=== Extracted data entries ===
^^^^^^^^^^^^^^^^

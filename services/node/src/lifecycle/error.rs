//! Node service errors.

use shoal_id::NodeId;
use shoal_wire::WireError;
use thiserror::Error;

use super::NodeState;
use crate::correlation::RequestError;
use crate::registry::RegistryError;
use crate::transport::TransportError;

/// Errors surfaced by [`super::NodeService`].
#[derive(Debug, Error)]
pub enum NodeError {
    #[error(transparent)]
    Transport(#[from] TransportError),

    #[error(transparent)]
    Registry(#[from] RegistryError),

    #[error(transparent)]
    Request(#[from] RequestError),

    #[error(transparent)]
    Wire(#[from] WireError),

    /// The node is not in the local topology.
    #[error("node {0} is not connected")]
    UnknownNode(NodeId),

    /// No connected node serves the API group.
    #[error("no connected node for api {0}")]
    NoNodeForApi(String),

    /// The peer answered a handshake with another node's info.
    #[error("handshake with {address} returned node {actual}, expected {expected}")]
    IdentityMismatch {
        address: String,
        expected: NodeId,
        actual: NodeId,
    },

    /// The operation is not valid in the current state.
    #[error("node is {0}")]
    InvalidState(NodeState),
}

^^^^^^^^^^^^^^^^

=== TASK DETAILS ===
Reproduce each record exactly as it appears.

=== SOLUTION TO THIS PROBLEM ===
filename services/node/src/lifecycle/error.rs
//! Node service errors.

use shoal_id::NodeId;
use shoal_wire::WireError;
use thiserror::Error;

use super::NodeState;
use crate::correlation::RequestError;
use crate::registry::RegistryError;
use crate::transport::TransportError;

/// Errors surfaced by [`super::NodeService`].
#[derive(Debug, Error)]
pub enum NodeError {
    #[error(transparent)]
    Transport(#[from] TransportError),

    #[error(transparent)]
    Registry(#[from] RegistryError),

    #[error(transparent)]
    Request(#[from] RequestError),

    #[error(transparent)]
    Wire(#[from] WireError),

    /// The node is not in the local topology.
    #[error("node {0} is not connected")]
    UnknownNode(NodeId),

    /// No connected node serves the API group.
    #[error("no connected node for api {0}")]
    NoNodeForApi(String),

    /// The peer answered a handshake with another node's info.
    #[error("handshake with {address} returned node {actual}, expected {expected}")]
    IdentityMismatch {
        address: String,
        expected: NodeId,
        actual: NodeId,
    },

    /// The operation is not valid in the current state.
    #[error("node is {0}")]
    InvalidState(NodeState),
}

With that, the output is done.